Deletion of QCR7 affects biofilm formation and hyphal growth maintenance in Candida albicans under various carbon sources, with the most significant effect under GlcNAc conditions. (A) C albicans suspensions of 5 × 10⁶ cells in Spider medium supplemented with mannitol, glucose, sucrose, maltose, and GlcNAc as sole carbon sources were incubated in 12-well flat-bottom plates at 37°C for 90 min, after which nonattached cells were removed from the wells by washing once with PBS. Fresh corresponding induction medium was added to each well and incubated at 37°C for 48h. Next, each well was washed with PBS and stained with crystal violet; after decolorization, measurements were taken using a microplate reader at 620 nm. “*” represents p < 0.05 and “**” represents p < 0.01 for the WT vs. mutant strains. (B) Each cell type (1 × 10⁵ cells in 5 µl of PBS) was spotted on the Spider medium, containing 2% glucose, 2% mannitol, 2% maltose, 2% sucrose, and 2% GlcNAc at 37°C. Photographs were then taken after 7 days of growth. (C) The wild type, qcr7Δ/Δ, and QCR7AB were cultured overnight in liquid YPD at 30°C, followed by washing and dilution to OD_{600 nm} = 0.1 of PBS, after which resuspension in Spider medium supplemented with GlcNAc as the sole carbon source was conducted, and incubation continued at 37°C. The hyphal morphology was finally visualized through fluorescence microscope (Olympus, Japan). Scale bars are 10 μm. “NS” represents not significant.

Figure 5

Comparative transcriptomic analysis of QCR7 mutants of C albicans.

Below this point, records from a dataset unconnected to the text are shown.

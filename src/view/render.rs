//! Rendering menus to strings.
//!
//! The navigator writes these strings to its output; keeping rendering pure
//! lets tests compare listings without a console.

use crate::error::MenuResult;
use crate::ui::Theme;

use super::node::{NodeId, NodeKind};
use super::tree::MenuTree;

/// Render the listing of a menu: separator, title, one line per child and the
/// trailing back/quit entry. The selection prompt is not included.
pub fn render_menu(tree: &MenuTree, menu_id: NodeId, theme: &Theme) -> MenuResult<String> {
    let node = tree.get(menu_id)?;
    let menu = tree.menu(menu_id)?;
    let formatter = menu.formatter();

    let mut out = String::from("\n");
    out.push_str(&theme.title(node.running_title()));
    out.push('\n');

    for (position, child) in menu.children.iter().enumerate() {
        let child = tree.get(*child)?;
        out.push_str(&theme.index_label(&formatter.format(position)));
        out.push_str(child.name_in_parent());
        out.push('\n');
    }

    let back_or_quit = if node.parent().is_none() {
        menu.quit_label()
    } else {
        menu.back_label()
    };
    out.push_str(&theme.index_label(&formatter.format(menu.child_count())));
    out.push_str(back_or_quit);
    out.push('\n');

    Ok(out)
}

/// Render an indented outline of the subtree rooted at `root`.
///
/// A node that already appears on the path from the root is printed once more
/// with the cycle icon and not expanded again.
pub fn render_outline(tree: &MenuTree, root: NodeId, theme: &Theme) -> MenuResult<String> {
    let mut out = String::new();
    let mut path = Vec::new();
    outline_node(tree, root, 0, None, theme, &mut path, &mut out)?;
    Ok(out)
}

fn outline_node(
    tree: &MenuTree,
    id: NodeId,
    depth: usize,
    label: Option<String>,
    theme: &Theme,
    path: &mut Vec<NodeId>,
    out: &mut String,
) -> MenuResult<()> {
    let node = tree.get(id)?;
    let indent = "  ".repeat(depth);
    let label = label.unwrap_or_default();
    let name = if depth == 0 || node.name_in_parent().is_empty() {
        node.running_title()
    } else {
        node.name_in_parent()
    };

    if path.contains(&id) {
        out.push_str(&format!("{}{}{} {}\n", indent, label, theme.cycle_icon(), name));
        return Ok(());
    }

    match node.kind() {
        NodeKind::Action(_) => {
            out.push_str(&format!("{}{}{} {}\n", indent, label, theme.action_icon(), name));
        }
        NodeKind::Menu(menu) => {
            out.push_str(&format!("{}{}{} {}\n", indent, label, theme.menu_icon(), name));
            path.push(id);
            for (position, child) in menu.children.iter().enumerate() {
                let label = menu.formatter().format(position);
                outline_node(tree, *child, depth + 1, Some(label), theme, path, out)?;
            }
            path.pop();
        }
    }

    Ok(())
}
use std::io::Write;

use anyhow::Result;

use menu_tree::{ColorMode, MenuResult, MenuTree, NodeId, ReturnPolicy, ViewNode};

pub fn cmd_demo(color: Option<ColorMode>) -> Result<()> {
    let theme = super::startup_theme(color);
    let (mut tree, root) = demo_tree()?;
    super::run::run_on_console(&mut tree, root, theme, ReturnPolicy::Redisplay)
}

/// A root menu with one action and a submenu holding another action
pub(crate) fn demo_tree() -> MenuResult<(MenuTree, NodeId)> {
    let mut tree = MenuTree::new();
    let root = tree.insert(ViewNode::menu("Welcome!", ""));

    tree.push_child(
        root,
        ViewNode::action("Greeting", "Say hello", |out: &mut dyn Write| {
            writeln!(out, "Hello from the top-level menu.")?;
            Ok(())
        }),
    )?;

    let submenu = tree.push_child(root, ViewNode::menu("Submenu", "Submenu"))?;
    tree.push_child(
        submenu,
        ViewNode::action("Version", "Show version", |out: &mut dyn Write| {
            writeln!(out, "menu-tree {}", env!("CARGO_PKG_VERSION"))?;
            Ok(())
        }),
    )?;

    Ok((tree, root))
}
//! Error types for menu-tree
//!
//! Uses `thiserror` for library errors. User input mistakes never show up
//! here; they are retried inside the selection loop.

use std::path::PathBuf;
use thiserror::Error;

use crate::view::NodeId;

/// Result type alias for menu-tree operations
pub type MenuResult<T> = Result<T, MenuError>;

/// Main error type for menu-tree operations
#[derive(Error, Debug)]
pub enum MenuError {
    /// Removing or addressing a child position the menu does not have
    #[error("child position {position} is out of range for menu '{menu}' with {len} children")]
    ChildIndexOutOfRange {
        menu: String,
        position: usize,
        len: usize,
    },

    /// A node id that does not belong to this tree
    #[error("node {0} does not exist in this tree")]
    UnknownNode(NodeId),

    /// Children can only be attached to menu nodes
    #[error("node '{name}' is an action and cannot hold children")]
    NotAMenu { name: String },

    /// Only action nodes can be run
    #[error("node '{name}' is a menu, not an action")]
    NotAnAction { name: String },

    /// The input stream ended while a selection was pending
    #[error("input closed while waiting for a menu selection")]
    InputClosed,

    /// An action's work unit failed
    #[error("action '{name}' failed")]
    Action {
        name: String,
        #[source]
        source: anyhow::Error,
    },

    /// IO error on the console streams
    #[error("IO error: {0}")]
    Io(#[from] std::io::Error),

    /// Invalid menu definition file
    #[error("invalid menu definition in {file}: {message}")]
    InvalidDefinition { file: PathBuf, message: String },
}
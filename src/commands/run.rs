use std::path::Path;

use anyhow::Result;
use tracing::info;

use menu_tree::{build_tree, ColorMode, MenuError, MenuTree, Navigator, NodeId, ReturnPolicy, Theme};

pub fn cmd_run(file: &Path, redisplay: bool, color: Option<ColorMode>) -> Result<()> {
    let definition = super::load_definition(file, &super::startup_theme(color))?;
    let theme = super::resolve_theme(color, definition.output.color, definition.output.unicode);

    let policy = if redisplay {
        ReturnPolicy::Redisplay
    } else {
        definition.output.after_action
    };

    let (mut tree, root) = build_tree(&definition, file)?;
    info!(file = %file.display(), nodes = tree.len(), "starting menu");
    run_on_console(&mut tree, root, theme, policy)
}

/// Activate `root` on stdin/stdout. Closing stdin ends the session quietly.
pub(crate) fn run_on_console(
    tree: &mut MenuTree,
    root: NodeId,
    theme: Theme,
    policy: ReturnPolicy,
) -> Result<()> {
    let stdin = std::io::stdin();
    let mut navigator = Navigator::new(stdin.lock(), std::io::stdout())
        .with_theme(theme)
        .with_return_policy(policy);

    match navigator.activate(tree, root) {
        Ok(()) => Ok(()),
        Err(MenuError::InputClosed) => {
            println!();
            info!("input closed, leaving menu");
            Ok(())
        }
        Err(e) => Err(e.into()),
    }
}
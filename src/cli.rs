//! CLI Argument Parsing
//!
//! Global flags (--color, --verbose) are inherited by all subcommands.

use std::path::PathBuf;

use clap::{Parser, Subcommand};

use menu_tree::ColorMode;

#[derive(clap::ValueEnum, Debug, Clone, Copy, PartialEq, Eq)]
pub enum ColorWhen {
    Auto,
    Always,
    Never,
}

impl From<ColorWhen> for ColorMode {
    fn from(value: ColorWhen) -> Self {
        match value {
            ColorWhen::Auto => ColorMode::Auto,
            ColorWhen::Always => ColorMode::Always,
            ColorWhen::Never => ColorMode::Never,
        }
    }
}

/// menu-tree - run numbered terminal menus described in TOML
#[derive(Parser, Debug)]
#[command(name = "menu-tree")]
#[command(author, version, about, long_about = None)]
pub struct Cli {
    /// Color output mode
    #[arg(long, global = true, value_enum)]
    pub color: Option<ColorWhen>,

    /// Verbosity level for logs on stderr (-v, -vv)
    #[arg(short, long, action = clap::ArgAction::Count, global = true)]
    pub verbose: u8,

    #[command(subcommand)]
    pub command: Commands,
}

#[derive(Subcommand, Debug)]
pub enum Commands {
    /// Run the menu described by a definition file
    Run {
        /// Path to the menu definition (TOML)
        file: PathBuf,

        /// Show the menu again after an action finishes
        #[arg(long)]
        redisplay: bool,
    },

    /// Validate a definition file and print its outline
    Check {
        /// Path to the menu definition (TOML)
        file: PathBuf,
    },

    /// Run a small built-in sample menu
    Demo,
}
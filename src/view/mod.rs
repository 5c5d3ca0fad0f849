//! Numbered menu trees
//!
//! # Module Structure
//!
//! - `node` - ViewNode header plus the menu and action variants
//! - `tree` - arena owning every node, child lists and parent links
//! - `formatter` - index label formatters
//! - `input` - selection parsing and validation
//! - `render` - listing and outline rendering
//! - `navigator` - the display/select/dispatch loop

mod formatter;
mod input;
mod navigator;
mod node;
mod render;
mod tree;

pub use formatter::{
    default_formatter, BracketIndexFormatter, DefaultIndexFormatter, DotIndexFormatter,
    IndexLabelFormatter, IndexStyle,
};
pub use input::{
    is_valid_selection, parse_selection, read_selection, resolve_selection, Selection,
    INVALID_SELECTION,
};
pub use navigator::{Navigator, ReturnPolicy};
pub use node::{
    ActionNode, MenuNode, NodeId, NodeKind, ViewNode, Work, DEFAULT_BACK_LABEL,
    DEFAULT_INPUT_ERROR_MESSAGE, DEFAULT_QUIT_LABEL, DEFAULT_SELECTION_MESSAGE,
};
pub use render::{render_menu, render_outline};
pub use tree::MenuTree;
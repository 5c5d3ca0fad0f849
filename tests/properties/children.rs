//! Property tests for child list snapshots.

use proptest::prelude::*;

use menu_tree::{MenuTree, ViewNode};

use crate::common::*;

proptest! {
    #![proptest_config(ProptestConfig {
        cases: 64,
        .. ProptestConfig::default()
    })]

    /// PROPERTY: `set_children(children())` leaves the menu unchanged.
    #[test]
    fn property_children_snapshot_round_trips(
        names in proptest::collection::vec("[A-Za-z]{1,8}", 0..12)
    ) {
        let recorder = Recorder::new();
        let mut tree = MenuTree::new();
        let root = tree.insert(ViewNode::menu("Main", ""));
        for name in &names {
            tree.push_child(root, recorder.action(name)).unwrap();
        }

        let quit = format!("{}\n", names.len() + 1);
        let before = run(&mut tree, root, &quit).output;

        let snapshot = tree.children(root).unwrap();
        tree.set_children(root, &snapshot).unwrap();

        prop_assert_eq!(tree.children(root).unwrap(), snapshot);
        prop_assert_eq!(run(&mut tree, root, &quit).output, before);
    }

    /// PROPERTY: Editing a `children()` snapshot never changes the listing.
    #[test]
    fn property_mutating_snapshot_leaves_output_unchanged(
        names in proptest::collection::vec("[A-Za-z]{1,8}", 1..12),
        drop_first in any::<bool>(),
    ) {
        let recorder = Recorder::new();
        let mut tree = MenuTree::new();
        let root = tree.insert(ViewNode::menu("Main", ""));
        for name in &names {
            tree.push_child(root, recorder.action(name)).unwrap();
        }

        let quit = format!("{}\n", names.len() + 1);
        let before = run(&mut tree, root, &quit).output;

        let mut snapshot = tree.children(root).unwrap();
        snapshot.reverse();
        if drop_first {
            snapshot.remove(0);
        }
        snapshot.push(root);

        prop_assert_eq!(run(&mut tree, root, &quit).output, before);
        prop_assert!(recorder.runs().is_empty());
    }
}
//! Index label formatters.
//!
//! A formatter turns a zero-based option position into the prefix printed in
//! front of the option name. Any human-facing offset is the formatter's
//! business; the menu always passes raw positions.

use std::sync::Arc;

use serde::{Deserialize, Serialize};

/// Converts a zero-based position into a display prefix.
///
/// Implementations must be deterministic and total over all positions.
pub trait IndexLabelFormatter: Send + Sync {
    fn format(&self, position: usize) -> String;
}

impl<F> IndexLabelFormatter for F
where
    F: Fn(usize) -> String + Send + Sync,
{
    fn format(&self, position: usize) -> String {
        self(position)
    }
}

/// `1) `, `2) `, ...
#[derive(Debug, Clone, Copy, Default)]
pub struct DefaultIndexFormatter;

impl IndexLabelFormatter for DefaultIndexFormatter {
    fn format(&self, position: usize) -> String {
        format!("{}) ", display_number(position))
    }
}

/// `[1] `, `[2] `, ...
#[derive(Debug, Clone, Copy, Default)]
pub struct BracketIndexFormatter;

impl IndexLabelFormatter for BracketIndexFormatter {
    fn format(&self, position: usize) -> String {
        format!("[{}] ", display_number(position))
    }
}

/// `1. `, `2. `, ...
#[derive(Debug, Clone, Copy, Default)]
pub struct DotIndexFormatter;

impl IndexLabelFormatter for DotIndexFormatter {
    fn format(&self, position: usize) -> String {
        format!("{}. ", display_number(position))
    }
}

// usize::MAX has no successor; render it as the decimal string of MAX + 1.
fn display_number(position: usize) -> String {
    match position.checked_add(1) {
        Some(n) => n.to_string(),
        None => (u128::from(position as u64) + 1).to_string(),
    }
}

/// Built-in numbering styles selectable from configuration
#[derive(Debug, Clone, Copy, PartialEq, Eq, Serialize, Deserialize, Default)]
#[serde(rename_all = "lowercase")]
pub enum IndexStyle {
    #[default]
    Paren,
    Bracket,
    Dot,
}

impl IndexStyle {
    pub fn formatter(self) -> Arc<dyn IndexLabelFormatter> {
        match self {
            IndexStyle::Paren => Arc::new(DefaultIndexFormatter),
            IndexStyle::Bracket => Arc::new(BracketIndexFormatter),
            IndexStyle::Dot => Arc::new(DotIndexFormatter),
        }
    }
}

/// The formatter a menu gets when none is supplied
pub fn default_formatter() -> Arc<dyn IndexLabelFormatter> {
    Arc::new(DefaultIndexFormatter)
}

The distribution of significantly downregulated (A) or upregulated (B) genes in the GO category “molecular process” following qcr7Δ/Δ, compared with the wild type. (C) A heatmap displaying the upregulated and downregulated genes that associate partly with the GO category “biofilm formation”. Fold enrichment of these genes is shown in Table S3 . (D) Validation of the genome-wide transcriptional data by qPCR in the qcr7Δ/Δ mutant strain. “*” represents p < 0.05, “**” represents p < 0.01, “***” represents p < 0.001 and “****” represents p < 0.0001 for the WT vs. mutant strains.

Figure 6

Biofilm formation, hyphal growth on solid, and spot assay on cell-wall stressors or multiple alternative carbon sources with WT, qcr7Δ/Δ, HWP1, YWP1, XOG1, SAP6, and HYR1 overexpressing strains in the qcr7Δ/Δ background. (A) Biofilm formation (48h, 37°C) of strains was profiled and statistically compared to reference strain C albicans SN250. (B) Each cell type (1 × 10⁵ cells in 5 µl of PBS) was spotted on the Spider medium at 37°C. Photographs were then taken after 7 days of growth. (C) The sensitivities of wild-type strain, qcr7Δ/Δ strain, and overexpression strain to different carbon-source conditions were observed by spot assay and incubation was conducted at 30°C for 2 days before photographs were taken. “**” represents p < 0.01 and “***” represents p < 0.001 for the WT or overexpressing strains vs. mutant strains.